WHAT YOU ARE ASKED TO DO>
Lines below that include "quantity" are the answer; copy each one.

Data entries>
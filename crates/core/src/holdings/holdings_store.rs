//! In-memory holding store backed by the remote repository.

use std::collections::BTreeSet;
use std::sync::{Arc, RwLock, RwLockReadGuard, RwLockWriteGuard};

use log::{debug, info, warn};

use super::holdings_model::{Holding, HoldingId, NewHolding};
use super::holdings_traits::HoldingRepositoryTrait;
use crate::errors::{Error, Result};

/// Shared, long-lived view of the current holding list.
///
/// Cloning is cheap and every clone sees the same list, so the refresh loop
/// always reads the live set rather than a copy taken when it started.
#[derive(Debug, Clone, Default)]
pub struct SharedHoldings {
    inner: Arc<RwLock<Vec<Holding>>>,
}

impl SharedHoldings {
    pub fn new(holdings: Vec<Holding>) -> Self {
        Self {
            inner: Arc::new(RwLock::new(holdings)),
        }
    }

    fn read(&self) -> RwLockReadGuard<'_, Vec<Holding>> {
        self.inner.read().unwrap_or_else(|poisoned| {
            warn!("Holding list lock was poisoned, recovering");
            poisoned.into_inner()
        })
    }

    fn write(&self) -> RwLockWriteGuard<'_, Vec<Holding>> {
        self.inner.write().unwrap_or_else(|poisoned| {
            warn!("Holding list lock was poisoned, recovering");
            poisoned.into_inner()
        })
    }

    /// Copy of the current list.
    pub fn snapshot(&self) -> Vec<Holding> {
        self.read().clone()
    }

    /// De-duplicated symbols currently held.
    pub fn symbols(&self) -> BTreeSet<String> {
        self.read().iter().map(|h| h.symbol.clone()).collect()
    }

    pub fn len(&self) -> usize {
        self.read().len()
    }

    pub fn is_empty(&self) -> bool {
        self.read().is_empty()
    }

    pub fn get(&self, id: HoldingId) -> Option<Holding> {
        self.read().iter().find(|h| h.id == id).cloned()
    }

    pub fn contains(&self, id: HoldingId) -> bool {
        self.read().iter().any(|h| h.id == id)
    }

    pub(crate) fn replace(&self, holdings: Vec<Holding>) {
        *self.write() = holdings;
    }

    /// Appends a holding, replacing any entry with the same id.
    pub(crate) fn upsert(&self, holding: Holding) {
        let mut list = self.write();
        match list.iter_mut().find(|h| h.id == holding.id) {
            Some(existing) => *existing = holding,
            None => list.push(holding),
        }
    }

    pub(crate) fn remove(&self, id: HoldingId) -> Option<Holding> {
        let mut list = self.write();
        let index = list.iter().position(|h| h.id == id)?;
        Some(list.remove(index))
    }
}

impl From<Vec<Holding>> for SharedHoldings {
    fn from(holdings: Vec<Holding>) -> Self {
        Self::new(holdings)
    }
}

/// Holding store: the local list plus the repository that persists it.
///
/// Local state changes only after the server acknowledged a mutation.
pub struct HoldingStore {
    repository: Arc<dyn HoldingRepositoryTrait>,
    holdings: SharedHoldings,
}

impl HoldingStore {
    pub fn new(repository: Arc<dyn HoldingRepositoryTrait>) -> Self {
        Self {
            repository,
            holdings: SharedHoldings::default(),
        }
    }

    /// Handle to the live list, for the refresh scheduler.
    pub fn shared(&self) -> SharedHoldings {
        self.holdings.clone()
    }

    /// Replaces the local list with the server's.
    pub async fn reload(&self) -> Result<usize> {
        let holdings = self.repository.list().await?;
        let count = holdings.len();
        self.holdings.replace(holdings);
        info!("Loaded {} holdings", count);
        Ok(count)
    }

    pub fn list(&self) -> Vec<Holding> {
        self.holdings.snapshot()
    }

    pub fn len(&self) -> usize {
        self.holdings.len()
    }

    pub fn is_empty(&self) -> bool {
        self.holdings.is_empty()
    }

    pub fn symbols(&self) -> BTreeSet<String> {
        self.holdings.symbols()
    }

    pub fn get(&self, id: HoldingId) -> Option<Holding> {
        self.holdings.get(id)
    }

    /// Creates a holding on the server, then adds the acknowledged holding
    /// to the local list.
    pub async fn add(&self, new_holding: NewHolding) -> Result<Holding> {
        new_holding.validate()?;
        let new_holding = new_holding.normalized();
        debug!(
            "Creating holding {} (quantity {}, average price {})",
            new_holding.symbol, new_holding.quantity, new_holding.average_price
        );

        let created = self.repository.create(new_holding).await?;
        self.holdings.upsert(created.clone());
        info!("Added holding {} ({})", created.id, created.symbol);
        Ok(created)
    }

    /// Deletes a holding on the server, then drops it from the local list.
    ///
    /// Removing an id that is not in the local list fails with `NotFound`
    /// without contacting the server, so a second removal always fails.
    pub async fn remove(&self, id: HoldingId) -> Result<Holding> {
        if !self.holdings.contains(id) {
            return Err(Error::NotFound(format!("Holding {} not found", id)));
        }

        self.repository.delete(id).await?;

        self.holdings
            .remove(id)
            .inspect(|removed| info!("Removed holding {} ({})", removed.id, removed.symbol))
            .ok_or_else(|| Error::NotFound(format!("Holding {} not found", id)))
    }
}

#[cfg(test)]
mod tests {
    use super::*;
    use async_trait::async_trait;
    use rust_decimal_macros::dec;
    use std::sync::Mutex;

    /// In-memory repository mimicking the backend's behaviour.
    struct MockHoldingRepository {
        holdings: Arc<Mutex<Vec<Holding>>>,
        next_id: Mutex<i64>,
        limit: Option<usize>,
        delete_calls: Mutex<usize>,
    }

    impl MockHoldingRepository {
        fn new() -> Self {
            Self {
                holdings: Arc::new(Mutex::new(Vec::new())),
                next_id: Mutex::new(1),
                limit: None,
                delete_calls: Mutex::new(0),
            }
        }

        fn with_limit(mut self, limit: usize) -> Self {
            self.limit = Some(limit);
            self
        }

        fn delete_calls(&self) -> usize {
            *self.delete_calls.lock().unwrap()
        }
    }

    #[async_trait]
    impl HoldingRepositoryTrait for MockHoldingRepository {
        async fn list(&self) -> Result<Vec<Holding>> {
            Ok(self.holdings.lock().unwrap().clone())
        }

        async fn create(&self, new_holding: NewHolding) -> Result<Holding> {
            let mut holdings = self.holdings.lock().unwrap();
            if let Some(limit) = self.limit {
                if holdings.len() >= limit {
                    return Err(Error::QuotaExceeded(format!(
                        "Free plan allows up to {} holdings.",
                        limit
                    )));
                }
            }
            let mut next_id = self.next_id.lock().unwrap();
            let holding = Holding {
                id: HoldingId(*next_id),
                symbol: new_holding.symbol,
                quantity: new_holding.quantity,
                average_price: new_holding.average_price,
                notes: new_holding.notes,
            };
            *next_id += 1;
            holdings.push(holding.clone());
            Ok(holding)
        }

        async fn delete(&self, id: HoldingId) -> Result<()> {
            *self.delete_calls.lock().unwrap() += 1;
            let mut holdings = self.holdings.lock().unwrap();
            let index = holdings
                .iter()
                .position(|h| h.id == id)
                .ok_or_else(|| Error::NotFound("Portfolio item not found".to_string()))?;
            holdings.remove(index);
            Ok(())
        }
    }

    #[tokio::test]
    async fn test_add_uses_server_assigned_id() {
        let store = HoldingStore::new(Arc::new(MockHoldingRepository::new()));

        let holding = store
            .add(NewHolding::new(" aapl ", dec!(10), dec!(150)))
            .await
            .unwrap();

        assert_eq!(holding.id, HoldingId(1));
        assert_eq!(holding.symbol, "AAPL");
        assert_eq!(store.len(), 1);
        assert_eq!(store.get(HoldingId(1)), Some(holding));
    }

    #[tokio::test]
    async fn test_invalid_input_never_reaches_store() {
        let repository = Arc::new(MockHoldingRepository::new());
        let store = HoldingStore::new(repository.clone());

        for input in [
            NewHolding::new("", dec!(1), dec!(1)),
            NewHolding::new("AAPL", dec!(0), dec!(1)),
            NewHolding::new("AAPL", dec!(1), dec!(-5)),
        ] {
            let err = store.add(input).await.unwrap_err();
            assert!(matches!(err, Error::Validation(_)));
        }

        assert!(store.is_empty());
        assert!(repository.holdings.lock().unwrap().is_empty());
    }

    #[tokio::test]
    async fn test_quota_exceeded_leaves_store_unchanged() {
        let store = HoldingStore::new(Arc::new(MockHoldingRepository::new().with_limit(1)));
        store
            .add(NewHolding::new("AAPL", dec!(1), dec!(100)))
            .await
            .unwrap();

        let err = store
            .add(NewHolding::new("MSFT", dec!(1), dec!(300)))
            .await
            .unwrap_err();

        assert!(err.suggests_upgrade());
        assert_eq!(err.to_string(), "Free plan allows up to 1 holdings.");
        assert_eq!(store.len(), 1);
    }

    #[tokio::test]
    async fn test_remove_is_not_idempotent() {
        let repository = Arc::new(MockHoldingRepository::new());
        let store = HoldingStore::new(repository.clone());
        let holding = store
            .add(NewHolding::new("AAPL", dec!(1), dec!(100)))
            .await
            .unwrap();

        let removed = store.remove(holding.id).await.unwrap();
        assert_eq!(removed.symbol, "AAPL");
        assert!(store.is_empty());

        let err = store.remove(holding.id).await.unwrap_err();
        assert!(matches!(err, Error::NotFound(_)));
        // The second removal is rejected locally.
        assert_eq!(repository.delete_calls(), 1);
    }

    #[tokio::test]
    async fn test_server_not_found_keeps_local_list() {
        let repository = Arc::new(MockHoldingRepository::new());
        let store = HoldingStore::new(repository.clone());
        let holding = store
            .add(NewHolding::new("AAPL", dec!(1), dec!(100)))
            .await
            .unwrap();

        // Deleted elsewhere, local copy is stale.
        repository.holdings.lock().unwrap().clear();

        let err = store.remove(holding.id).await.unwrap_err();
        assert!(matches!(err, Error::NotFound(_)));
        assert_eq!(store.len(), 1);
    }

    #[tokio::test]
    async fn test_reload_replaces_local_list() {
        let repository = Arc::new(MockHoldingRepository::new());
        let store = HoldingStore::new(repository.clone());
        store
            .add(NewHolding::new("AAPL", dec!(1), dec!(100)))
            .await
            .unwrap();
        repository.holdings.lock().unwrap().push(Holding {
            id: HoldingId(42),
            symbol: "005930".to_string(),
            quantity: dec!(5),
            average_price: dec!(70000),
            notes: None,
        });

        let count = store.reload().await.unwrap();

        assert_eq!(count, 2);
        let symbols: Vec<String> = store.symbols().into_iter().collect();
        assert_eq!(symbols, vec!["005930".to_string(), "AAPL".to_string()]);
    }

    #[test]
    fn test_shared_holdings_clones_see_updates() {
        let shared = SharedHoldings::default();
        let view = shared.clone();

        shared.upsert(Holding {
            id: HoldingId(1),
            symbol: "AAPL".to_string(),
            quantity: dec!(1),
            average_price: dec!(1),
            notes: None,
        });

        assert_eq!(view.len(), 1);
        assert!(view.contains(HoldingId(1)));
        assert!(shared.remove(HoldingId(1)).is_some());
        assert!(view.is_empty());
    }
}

TASK ANSWER>
            "Creating holding {} (quantity {}, average price {})",
            new_holding.symbol, new_holding.quantity, new_holding.average_price
                quantity: new_holding.quantity,
            quantity: dec!(5),
            quantity: dec!(1),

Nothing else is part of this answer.